Abinader ganó sin subir al ring

La candidatura se da de manera expedita

Los chistes de Tres Patines tienen décadas grabados y todavía arrancan carcajadas, como si fueran de este momento.

El levantamiento de la prohibición de un presidente de la República perteneciente al PRM, casi igual grabado, pero no provocó ni sonrisas.

Se veía venir, estaba incluido en el guion. En el caso de Abinader, ganar un round sin subir al cuadrilátero, sin enfrentar oponente ni intercambiar golpes. La verdad que así no dio gusto, pues los capítulos de Moderno, como los del antiguo PRD, tienen que producirse con garata.

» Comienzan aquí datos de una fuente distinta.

//! Persistence boundary for flight log records.
//!
//! The rest of the crate only talks to storage through [`RecordStore`]. Three
//! adapters ship with the crate:
//!
//! - [`SqliteStore`]: SQLite file, the default backend
//! - [`JsonFileStore`]: a single JSON document rewritten on every mutation
//! - [`MemoryStore`]: process-local, used by tests and embedders
//!
//! Every adapter assigns ids that are never reused and `created_at` values
//! that never go backwards relative to the records already stored.

use std::str::FromStr;

use async_trait::async_trait;
use jiff::Timestamp;

use crate::{
    error::Result,
    models::{FlightLogRecord, NewFlightLog, RecordId},
};

pub mod json_file;
pub mod memory;
pub mod sqlite;

#[cfg(test)]
mod tests;

pub use json_file::JsonFileStore;
pub use memory::MemoryStore;
pub use sqlite::SqliteStore;

/// Durable create/list/delete of flight records.
///
/// Stores hold no business rules: validation, ordering, and index resolution
/// live above this trait.
#[async_trait]
pub trait RecordStore: Send + Sync {
    /// Persist a new record, assigning its `id` and `created_at`.
    async fn create(&self, flight: NewFlightLog) -> Result<RecordId>;

    /// All records owned by `owner_id`, in no particular order.
    async fn list(&self, owner_id: &str) -> Result<Vec<FlightLogRecord>>;

    /// Remove the record with the given identity. Returns `false` when no
    /// such record exists.
    async fn delete(&self, id: RecordId) -> Result<bool>;
}

/// Available storage backends.
#[derive(Debug, Clone, Copy, PartialEq, Eq, Default)]
pub enum StoreBackend {
    #[default]
    Sqlite,
    JsonFile,
    Memory,
}

impl StoreBackend {
    pub fn as_str(&self) -> &'static str {
        match self {
            StoreBackend::Sqlite => "sqlite",
            StoreBackend::JsonFile => "json",
            StoreBackend::Memory => "memory",
        }
    }

    /// File name used under the XDG data directory.
    pub(crate) fn default_file_name(&self) -> Option<&'static str> {
        match self {
            StoreBackend::Sqlite => Some("flightlog.db"),
            StoreBackend::JsonFile => Some("flightlog.json"),
            StoreBackend::Memory => None,
        }
    }
}

impl FromStr for StoreBackend {
    type Err = String;

    fn from_str(s: &str) -> std::result::Result<Self, Self::Err> {
        match s.to_lowercase().as_str() {
            "sqlite" => Ok(StoreBackend::Sqlite),
            "json" | "file" => Ok(StoreBackend::JsonFile),
            "memory" => Ok(StoreBackend::Memory),
            _ => Err(format!("Invalid store backend: {s}")),
        }
    }
}

/// Timestamp for a record inserted after `latest`.
///
/// Falls back to `latest` when the wall clock is behind it.
pub(crate) fn next_created_at(latest: Option<Timestamp>) -> Timestamp {
    let now = Timestamp::now();
    match latest {
        Some(latest) if latest > now => latest,
        _ => now,
    }
}
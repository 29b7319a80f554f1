//! MCP server implementation for FlightLog
//!
//! Exposes the flight log commands as Model Context Protocol tools over
//! stdio, so AI assistants can log and browse flights on behalf of the
//! configured caller.

use std::sync::Arc;

use anyhow::Result;
use flightlog_core::{CommandProcessor, Owner};
use log::{debug, error, info};
use rmcp::{
    handler::server::{router::tool::ToolRouter, wrapper::Parameters},
    model::{Implementation, ProtocolVersion, ServerCapabilities, ServerInfo},
    tool, tool_handler, tool_router, ServerHandler,
};
use tokio::{
    signal::unix::{signal, SignalKind},
    sync::Mutex,
};

pub mod errors;
pub mod handlers;

pub use handlers::{LogFlight, McpResult, RemoveFlight, ShowStats, ViewFlights};

/// MCP server for FlightLog
#[derive(Clone)]
pub struct FlightLogMcpServer {
    processor: Arc<Mutex<CommandProcessor>>,
    caller: Owner,
    tool_router: ToolRouter<Self>,
}

#[tool_router]
impl FlightLogMcpServer {
    /// Create a new server acting on behalf of `caller`
    pub fn new(processor: CommandProcessor, caller: Owner) -> Self {
        Self {
            processor: Arc::new(Mutex::new(processor)),
            caller,
            tool_router: Self::tool_router(),
        }
    }

    fn handlers(&self) -> handlers::McpHandlers {
        handlers::McpHandlers::new(self.processor.clone(), self.caller.clone())
    }

    #[tool(
        name = "log_flight",
        description = "Log a completed flight. Requires origin, destination, vehicle_type (aircraft), callsign (without the organization tag, which is added automatically) and passengers. Optional: duration (defaults to N/A), image_url, and pilot {id, label} to log for someone other than the caller. Returns the logged flight card."
    )]
    async fn log_flight(&self, params: Parameters<LogFlight>) -> McpResult {
        self.handlers().log_flight(params).await
    }

    #[tool(
        name = "view_flights",
        description = "List a pilot's flights, oldest first, numbered from 1. Defaults to the caller; pass pilot {id, label} to view someone else's records. The numbers shown are the indexes remove_flight expects."
    )]
    async fn view_flights(&self, params: Parameters<ViewFlights>) -> McpResult {
        self.handlers().view_flights(params).await
    }

    #[tool(
        name = "remove_flight",
        description = "Remove one flight by the 1-based index shown by view_flights. Call view_flights first to confirm the number. Optional pilot {id, label} selects whose records to act on."
    )]
    async fn remove_flight(&self, params: Parameters<RemoveFlight>) -> McpResult {
        self.handlers().remove_flight(params).await
    }

    #[tool(
        name = "flight_stats",
        description = "Summarize a pilot's flights: total flights, unique airports, total passengers, and most used aircraft. Defaults to the caller."
    )]
    async fn flight_stats(&self, params: Parameters<ShowStats>) -> McpResult {
        self.handlers().flight_stats(params).await
    }
}

#[tool_handler(router = self.tool_router)]
impl ServerHandler for FlightLogMcpServer {
    fn get_info(&self) -> ServerInfo {
        ServerInfo {
            protocol_version: ProtocolVersion::V_2024_11_05,
            capabilities: ServerCapabilities::builder().enable_tools().build(),
            server_info: Implementation {
                name: "flightlog".to_string(),
                title: None,
                version: env!("CARGO_PKG_VERSION").to_string(),
                icons: None,
                website_url: None,
            },
            instructions: Some(r#"FlightLog keeps a per-pilot record of completed flights.

## Tools
- `log_flight`: record a flight (route, aircraft, callsign, passengers)
- `view_flights`: list flights oldest first with 1-based numbers
- `remove_flight`: delete the flight at a number shown by `view_flights`
- `flight_stats`: totals, unique airports, and most used aircraft

Every tool acts on the configured caller unless a `pilot` is given. Indexes
shift after a removal, so view again before removing another flight."#
                .to_string()),
        }
    }
}

/// Run the MCP server with stdio transport
pub async fn run_stdio_server(server: FlightLogMcpServer) -> Result<()> {
    use rmcp::{transport::stdio, ServiceExt};

    info!("Starting FlightLog MCP server on stdio");
    debug!(
        "Server created with {} tools",
        server.tool_router.list_all().len()
    );

    let service = server.serve(stdio()).await.inspect_err(|e| {
        error!("serving error: {e:?}");
    })?;

    let mut sigint = signal(SignalKind::interrupt())?;
    let mut sigterm = signal(SignalKind::terminate())?;

    tokio::select! {
        result = service.waiting() => {
            match result {
                Ok(_) => info!("MCP server stopped normally"),
                Err(e) => error!("MCP server error: {e:?}"),
            }
        }
        _ = sigint.recv() => {
            info!("Received SIGINT, shutting down gracefully...");
        }
        _ = sigterm.recv() => {
            info!("Received SIGTERM, shutting down gracefully...");
        }
    }

    info!("MCP server shutdown complete");
    Ok(())
}
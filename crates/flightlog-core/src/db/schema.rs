//! Database schema initialization.

use crate::error::{Result, StoreResultExt};

impl super::Database {
    /// Initializes the database schema using the embedded SQL file.
    pub(super) fn initialize_schema(&self) -> Result<()> {
        let schema_sql = include_str!("../../assets/schema.sql");
        self.connection
            .execute_batch(schema_sql)
            .store_context("Failed to initialize database schema")
    }
}
//! Contract tests shared by every store adapter.

use std::fs;

use tempfile::TempDir;

use super::*;
use crate::error::FlightLogError;

fn flight(owner_id: &str, origin: &str, destination: &str) -> NewFlightLog {
    NewFlightLog {
        owner_id: owner_id.to_string(),
        owner_label: format!("pilot-{owner_id}"),
        origin: origin.to_string(),
        destination: destination.to_string(),
        vehicle_type: "B777".to_string(),
        callsign: "EVA 88".to_string(),
        passenger_count: "300".to_string(),
        duration: "N/A".to_string(),
        image_url: None,
    }
}

async fn assert_store_contract(store: &dyn RecordStore) {
    let a = store.create(flight("1", "TPE", "NRT")).await.expect("create a");
    let b = store.create(flight("1", "TPE", "HND")).await.expect("create b");
    let other = store.create(flight("2", "KIX", "TPE")).await.expect("create other");

    assert_ne!(a, b);
    assert_ne!(b, other);

    let mut owned = store.list("1").await.expect("list owner 1");
    owned.sort_by_key(|r| r.id);
    assert_eq!(owned.len(), 2);
    assert!(owned.iter().all(|r| r.owner_id == "1"));
    assert!(owned[0].created_at <= owned[1].created_at);
    assert_eq!(owned[1].destination, "HND");

    assert!(store.delete(a).await.expect("delete a"));
    assert!(!store.delete(a).await.expect("delete a twice"));
    assert!(!store.delete(9_999).await.expect("delete unknown"));

    let remaining = store.list("1").await.expect("list after delete");
    assert_eq!(remaining.len(), 1);
    assert_eq!(remaining[0].id, b);

    assert_eq!(store.list("2").await.expect("list owner 2").len(), 1);
    assert!(store.list("nobody").await.expect("list nobody").is_empty());
}

async fn assert_ids_never_reused(store: &dyn RecordStore) {
    let first = store.create(flight("1", "TPE", "NRT")).await.expect("create");
    assert!(store.delete(first).await.expect("delete"));
    let second = store.create(flight("1", "TPE", "NRT")).await.expect("create again");
    assert!(second > first);
}

#[tokio::test]
async fn test_memory_store_contract() {
    assert_store_contract(&MemoryStore::new()).await;
}

#[tokio::test]
async fn test_memory_store_ids_never_reused() {
    assert_ids_never_reused(&MemoryStore::new()).await;
}

#[tokio::test]
async fn test_sqlite_store_contract() {
    let temp_dir = TempDir::new().expect("Failed to create temp dir");
    let store = SqliteStore::open(temp_dir.path().join("flights.db"))
        .await
        .expect("Failed to open sqlite store");
    assert_store_contract(&store).await;
}

#[tokio::test]
async fn test_sqlite_store_ids_never_reused() {
    let temp_dir = TempDir::new().expect("Failed to create temp dir");
    let store = SqliteStore::open(temp_dir.path().join("flights.db"))
        .await
        .expect("Failed to open sqlite store");
    assert_ids_never_reused(&store).await;
}

#[tokio::test]
async fn test_sqlite_store_persists_across_instances() {
    let temp_dir = TempDir::new().expect("Failed to create temp dir");
    let path = temp_dir.path().join("flights.db");

    let id = {
        let store = SqliteStore::open(&path).await.expect("open");
        let mut new_flight = flight("1", "TPE", "NRT");
        new_flight.image_url = Some("https://img.example/1.png".to_string());
        store.create(new_flight).await.expect("create")
    };

    let reopened = SqliteStore::open(&path).await.expect("reopen");
    let records = reopened.list("1").await.expect("list");
    assert_eq!(records.len(), 1);
    assert_eq!(records[0].id, id);
    assert_eq!(
        records[0].image_url.as_deref(),
        Some("https://img.example/1.png")
    );
}

#[tokio::test]
async fn test_json_store_contract() {
    let temp_dir = TempDir::new().expect("Failed to create temp dir");
    let store = JsonFileStore::new(temp_dir.path().join("flights.json"));
    assert_store_contract(&store).await;
}

#[tokio::test]
async fn test_json_store_ids_never_reused() {
    let temp_dir = TempDir::new().expect("Failed to create temp dir");
    let store = JsonFileStore::new(temp_dir.path().join("flights.json"));
    assert_ids_never_reused(&store).await;
}

#[tokio::test]
async fn test_json_store_treats_corrupt_file_as_empty() {
    let temp_dir = TempDir::new().expect("Failed to create temp dir");
    let path = temp_dir.path().join("flights.json");
    fs::write(&path, r#"{"next_id": 4, "records": [{"id": 1, "owner_"#).expect("write");

    let store = JsonFileStore::new(&path);
    assert!(store.list("1").await.expect("list corrupt").is_empty());

    let id = store.create(flight("1", "TPE", "NRT")).await.expect("create");
    assert_eq!(id, 1);
    assert_eq!(store.list("1").await.expect("list").len(), 1);
}

#[tokio::test]
async fn test_json_store_accepts_bare_record_array() {
    let temp_dir = TempDir::new().expect("Failed to create temp dir");
    let path = temp_dir.path().join("flights.json");
    fs::write(
        &path,
        r#"[{
            "id": 5,
            "owner_id": "1",
            "owner_label": "ace",
            "origin": "TPE",
            "destination": "NRT",
            "vehicle_type": "B777",
            "callsign": "EVA 5",
            "passenger_count": "12",
            "created_at": "2024-05-01T10:00:00Z"
        }]"#,
    )
    .expect("write");

    let store = JsonFileStore::new(&path);
    let records = store.list("1").await.expect("list");
    assert_eq!(records.len(), 1);
    assert_eq!(records[0].duration, "N/A");

    let id = store.create(flight("1", "NRT", "TPE")).await.expect("create");
    assert_eq!(id, 6);
}

#[tokio::test]
async fn test_json_store_replaces_file_without_leftovers() {
    let temp_dir = TempDir::new().expect("Failed to create temp dir");
    let path = temp_dir.path().join("flights.json");
    let store = JsonFileStore::new(&path);

    let first = store.create(flight("1", "TPE", "NRT")).await.expect("create");
    let second = store.create(flight("1", "TPE", "HND")).await.expect("create");
    assert!(store.delete(first).await.expect("delete"));

    let entries: Vec<_> = fs::read_dir(temp_dir.path())
        .expect("read dir")
        .map(|entry| entry.expect("entry").file_name())
        .collect();
    assert_eq!(entries, [std::ffi::OsString::from("flights.json")]);

    let document: serde_json::Value =
        serde_json::from_str(&fs::read_to_string(&path).expect("read")).expect("valid json");
    assert_eq!(document["records"].as_array().map(Vec::len), Some(1));
    assert_eq!(document["records"][0]["id"], second);
    assert_eq!(document["next_id"], second + 1);
}

#[tokio::test]
async fn test_json_store_rejects_create_when_ids_are_exhausted() {
    let temp_dir = TempDir::new().expect("Failed to create temp dir");
    let path = temp_dir.path().join("flights.json");
    fs::write(
        &path,
        format!(
            r#"[{{
            "id": {},
            "owner_id": "1",
            "owner_label": "ace",
            "origin": "TPE",
            "destination": "NRT",
            "vehicle_type": "B777",
            "callsign": "EVA 5",
            "passenger_count": "12",
            "created_at": "2024-05-01T10:00:00Z"
        }}]"#,
            u64::MAX
        ),
    )
    .expect("write");

    let store = JsonFileStore::new(&path);
    let err = store.create(flight("1", "NRT", "TPE")).await.unwrap_err();
    assert!(
        matches!(err, FlightLogError::StoreUnavailable { ref message, .. } if message == "No flight log ids left"),
        "unexpected error: {err:?}"
    );

    // the existing record is untouched and can still be removed
    assert_eq!(store.list("1").await.expect("list").len(), 1);
    assert!(store.delete(u64::MAX).await.expect("delete"));
}

#[test]
fn test_store_backend_from_str() {
    assert_eq!("sqlite".parse::<StoreBackend>(), Ok(StoreBackend::Sqlite));
    assert_eq!("JSON".parse::<StoreBackend>(), Ok(StoreBackend::JsonFile));
    assert_eq!("memory".parse::<StoreBackend>(), Ok(StoreBackend::Memory));
    assert!("mongo".parse::<StoreBackend>().is_err());
}

#[test]
fn test_next_created_at_never_goes_backwards() {
    let future = Timestamp::now() + jiff::SignedDuration::from_hours(1);
    assert_eq!(next_created_at(Some(future)), future);

    let past = Timestamp::UNIX_EPOCH;
    assert!(next_created_at(Some(past)) > past);
}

No es que no haya aspirante a la máxima candidatura del partido oficial, pues entre necedad y locura todo es posible.

Esa falta de disputa afecta la naturaleza dialéctica de un partido y sus derivados, que se forjan a puro juego, con duro metal y transparencia de agua.

Además, la decisión, por vía de circunstancia se asume con carácter de proclamación. ¿Qué sentido tiene celebrar escrutinio, echar una moneda al aire?

La falta no fue de ahora, al eliminar el impedimento, sino cuando se impuso. Se quiso ser más papista que el Papa, y salió humo negro.

Ahora hubo razón y nadie pudo desmentirla.